**What the exercise asks**
Please find the lines in the entries below that contain the word "drain", and copy each one.

*** Excerpted records

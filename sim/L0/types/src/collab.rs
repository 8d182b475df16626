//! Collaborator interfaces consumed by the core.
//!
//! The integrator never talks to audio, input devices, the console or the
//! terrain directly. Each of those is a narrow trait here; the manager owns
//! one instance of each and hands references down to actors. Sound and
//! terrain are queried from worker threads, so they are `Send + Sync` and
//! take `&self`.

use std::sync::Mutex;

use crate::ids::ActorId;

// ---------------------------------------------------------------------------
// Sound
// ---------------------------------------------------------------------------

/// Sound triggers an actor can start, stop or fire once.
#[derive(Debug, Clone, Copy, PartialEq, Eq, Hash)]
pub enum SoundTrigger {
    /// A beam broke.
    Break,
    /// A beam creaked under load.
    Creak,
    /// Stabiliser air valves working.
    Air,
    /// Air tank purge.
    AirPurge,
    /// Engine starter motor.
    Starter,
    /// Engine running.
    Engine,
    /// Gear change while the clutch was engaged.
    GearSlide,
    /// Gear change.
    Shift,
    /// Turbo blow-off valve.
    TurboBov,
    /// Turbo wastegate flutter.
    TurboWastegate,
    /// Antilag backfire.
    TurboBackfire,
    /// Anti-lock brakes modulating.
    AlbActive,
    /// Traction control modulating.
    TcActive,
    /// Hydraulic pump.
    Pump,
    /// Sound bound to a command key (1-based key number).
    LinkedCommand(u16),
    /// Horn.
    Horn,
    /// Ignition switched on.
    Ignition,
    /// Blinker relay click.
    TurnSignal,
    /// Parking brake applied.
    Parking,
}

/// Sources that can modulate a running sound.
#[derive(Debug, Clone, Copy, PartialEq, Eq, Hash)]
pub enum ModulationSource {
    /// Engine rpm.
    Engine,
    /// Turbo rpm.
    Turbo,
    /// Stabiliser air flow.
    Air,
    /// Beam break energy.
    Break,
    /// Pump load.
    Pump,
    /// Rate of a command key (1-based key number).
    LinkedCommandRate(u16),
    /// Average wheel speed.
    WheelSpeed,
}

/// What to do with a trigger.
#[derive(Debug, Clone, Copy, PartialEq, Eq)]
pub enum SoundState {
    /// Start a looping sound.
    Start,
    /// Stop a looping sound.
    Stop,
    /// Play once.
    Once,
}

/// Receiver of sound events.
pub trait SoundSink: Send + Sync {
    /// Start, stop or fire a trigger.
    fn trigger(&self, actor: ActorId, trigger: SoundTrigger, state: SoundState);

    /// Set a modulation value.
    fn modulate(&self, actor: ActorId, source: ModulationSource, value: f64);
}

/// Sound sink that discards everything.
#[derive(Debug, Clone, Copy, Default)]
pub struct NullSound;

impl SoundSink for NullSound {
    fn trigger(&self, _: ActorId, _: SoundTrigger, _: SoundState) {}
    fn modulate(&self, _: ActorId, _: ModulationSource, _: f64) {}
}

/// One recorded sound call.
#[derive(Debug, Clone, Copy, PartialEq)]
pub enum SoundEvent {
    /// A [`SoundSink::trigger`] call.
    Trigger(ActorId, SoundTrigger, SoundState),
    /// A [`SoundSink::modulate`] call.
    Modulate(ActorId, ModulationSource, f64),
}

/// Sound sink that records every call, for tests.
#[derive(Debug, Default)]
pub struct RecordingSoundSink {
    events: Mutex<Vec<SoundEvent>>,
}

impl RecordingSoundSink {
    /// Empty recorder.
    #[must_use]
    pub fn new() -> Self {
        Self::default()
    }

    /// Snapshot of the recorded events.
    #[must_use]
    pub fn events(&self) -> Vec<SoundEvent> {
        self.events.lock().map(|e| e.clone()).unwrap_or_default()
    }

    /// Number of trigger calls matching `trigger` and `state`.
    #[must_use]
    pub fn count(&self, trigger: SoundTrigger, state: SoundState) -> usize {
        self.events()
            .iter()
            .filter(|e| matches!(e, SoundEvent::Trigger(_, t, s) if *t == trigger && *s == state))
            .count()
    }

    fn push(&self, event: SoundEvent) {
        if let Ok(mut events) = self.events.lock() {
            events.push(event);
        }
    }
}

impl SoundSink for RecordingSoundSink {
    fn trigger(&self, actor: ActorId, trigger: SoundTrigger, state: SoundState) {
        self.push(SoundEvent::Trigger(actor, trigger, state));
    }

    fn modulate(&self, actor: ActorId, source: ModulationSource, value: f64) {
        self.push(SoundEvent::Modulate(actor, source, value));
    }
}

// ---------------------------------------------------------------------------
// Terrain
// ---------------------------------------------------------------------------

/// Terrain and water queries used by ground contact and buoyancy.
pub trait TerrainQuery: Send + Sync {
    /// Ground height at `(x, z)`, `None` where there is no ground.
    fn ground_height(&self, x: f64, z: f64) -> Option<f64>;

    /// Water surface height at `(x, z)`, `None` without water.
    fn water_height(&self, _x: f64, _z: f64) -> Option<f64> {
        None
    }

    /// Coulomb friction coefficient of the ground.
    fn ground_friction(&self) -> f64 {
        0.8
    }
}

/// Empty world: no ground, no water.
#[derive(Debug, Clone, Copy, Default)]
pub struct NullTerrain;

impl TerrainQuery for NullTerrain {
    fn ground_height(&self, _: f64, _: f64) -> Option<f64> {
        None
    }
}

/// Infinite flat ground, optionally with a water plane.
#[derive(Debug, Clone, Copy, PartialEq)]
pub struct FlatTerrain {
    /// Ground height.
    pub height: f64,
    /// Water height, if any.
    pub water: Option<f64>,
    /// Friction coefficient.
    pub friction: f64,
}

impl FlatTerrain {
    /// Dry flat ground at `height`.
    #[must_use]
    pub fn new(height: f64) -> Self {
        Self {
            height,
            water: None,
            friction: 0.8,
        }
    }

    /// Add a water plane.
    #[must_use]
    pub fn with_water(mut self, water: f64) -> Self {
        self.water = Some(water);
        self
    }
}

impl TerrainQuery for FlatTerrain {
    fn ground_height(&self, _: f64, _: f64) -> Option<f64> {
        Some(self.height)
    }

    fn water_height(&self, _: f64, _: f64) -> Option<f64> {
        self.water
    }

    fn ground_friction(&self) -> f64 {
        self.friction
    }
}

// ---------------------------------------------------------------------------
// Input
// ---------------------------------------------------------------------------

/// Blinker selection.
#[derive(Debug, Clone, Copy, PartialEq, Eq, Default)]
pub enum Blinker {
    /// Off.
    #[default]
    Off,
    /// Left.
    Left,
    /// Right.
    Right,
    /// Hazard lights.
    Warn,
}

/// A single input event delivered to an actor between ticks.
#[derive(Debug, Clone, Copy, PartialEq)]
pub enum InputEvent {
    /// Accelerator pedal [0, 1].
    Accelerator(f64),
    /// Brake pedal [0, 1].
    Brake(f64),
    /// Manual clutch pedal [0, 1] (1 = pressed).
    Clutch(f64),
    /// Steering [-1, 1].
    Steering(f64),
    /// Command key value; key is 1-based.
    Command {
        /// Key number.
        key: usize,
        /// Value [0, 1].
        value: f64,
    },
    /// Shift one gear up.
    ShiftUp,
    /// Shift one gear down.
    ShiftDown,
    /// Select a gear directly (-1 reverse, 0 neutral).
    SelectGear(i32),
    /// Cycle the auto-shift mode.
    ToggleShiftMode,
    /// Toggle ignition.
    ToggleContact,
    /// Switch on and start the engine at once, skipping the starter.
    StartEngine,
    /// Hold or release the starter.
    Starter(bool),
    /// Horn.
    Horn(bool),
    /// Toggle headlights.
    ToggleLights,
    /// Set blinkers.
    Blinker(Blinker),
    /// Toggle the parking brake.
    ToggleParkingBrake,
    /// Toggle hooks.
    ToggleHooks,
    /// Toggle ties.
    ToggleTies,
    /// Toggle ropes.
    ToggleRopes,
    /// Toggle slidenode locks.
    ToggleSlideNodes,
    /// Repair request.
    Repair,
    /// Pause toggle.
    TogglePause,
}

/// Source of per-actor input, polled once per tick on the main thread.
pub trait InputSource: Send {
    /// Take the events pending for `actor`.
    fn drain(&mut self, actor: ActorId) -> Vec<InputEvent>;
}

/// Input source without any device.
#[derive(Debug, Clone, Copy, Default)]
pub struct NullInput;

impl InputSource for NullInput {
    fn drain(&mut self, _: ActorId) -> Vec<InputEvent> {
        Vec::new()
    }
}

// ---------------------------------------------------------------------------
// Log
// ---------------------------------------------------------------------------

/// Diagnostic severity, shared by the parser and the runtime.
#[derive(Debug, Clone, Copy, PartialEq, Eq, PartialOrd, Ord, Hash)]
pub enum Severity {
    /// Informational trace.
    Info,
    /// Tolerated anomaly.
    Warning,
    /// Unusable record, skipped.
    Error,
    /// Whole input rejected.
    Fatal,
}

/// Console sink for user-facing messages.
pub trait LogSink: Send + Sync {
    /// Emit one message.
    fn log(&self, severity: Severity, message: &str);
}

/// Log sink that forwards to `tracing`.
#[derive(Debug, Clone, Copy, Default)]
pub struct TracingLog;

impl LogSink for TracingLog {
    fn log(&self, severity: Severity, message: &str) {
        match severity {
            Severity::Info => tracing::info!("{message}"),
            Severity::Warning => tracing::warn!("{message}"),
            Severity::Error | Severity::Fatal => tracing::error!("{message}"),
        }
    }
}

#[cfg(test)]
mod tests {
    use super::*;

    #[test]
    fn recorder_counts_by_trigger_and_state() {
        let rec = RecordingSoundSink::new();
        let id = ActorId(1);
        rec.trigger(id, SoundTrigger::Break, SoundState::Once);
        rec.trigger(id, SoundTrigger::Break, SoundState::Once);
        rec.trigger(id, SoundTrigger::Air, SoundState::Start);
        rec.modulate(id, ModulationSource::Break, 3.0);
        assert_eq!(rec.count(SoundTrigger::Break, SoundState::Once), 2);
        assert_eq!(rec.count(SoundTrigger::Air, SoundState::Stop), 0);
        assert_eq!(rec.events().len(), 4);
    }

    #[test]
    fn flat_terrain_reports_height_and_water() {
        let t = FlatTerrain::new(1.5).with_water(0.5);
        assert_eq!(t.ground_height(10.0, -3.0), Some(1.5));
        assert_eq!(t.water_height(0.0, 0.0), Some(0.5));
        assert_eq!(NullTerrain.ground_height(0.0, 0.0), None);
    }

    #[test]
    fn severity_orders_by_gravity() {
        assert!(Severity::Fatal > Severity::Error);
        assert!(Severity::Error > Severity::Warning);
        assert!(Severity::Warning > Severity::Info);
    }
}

******

**Written response**
    fn drain(&mut self, actor: ActorId) -> Vec<InputEvent>;
    fn drain(&mut self, _: ActorId) -> Vec<InputEvent> {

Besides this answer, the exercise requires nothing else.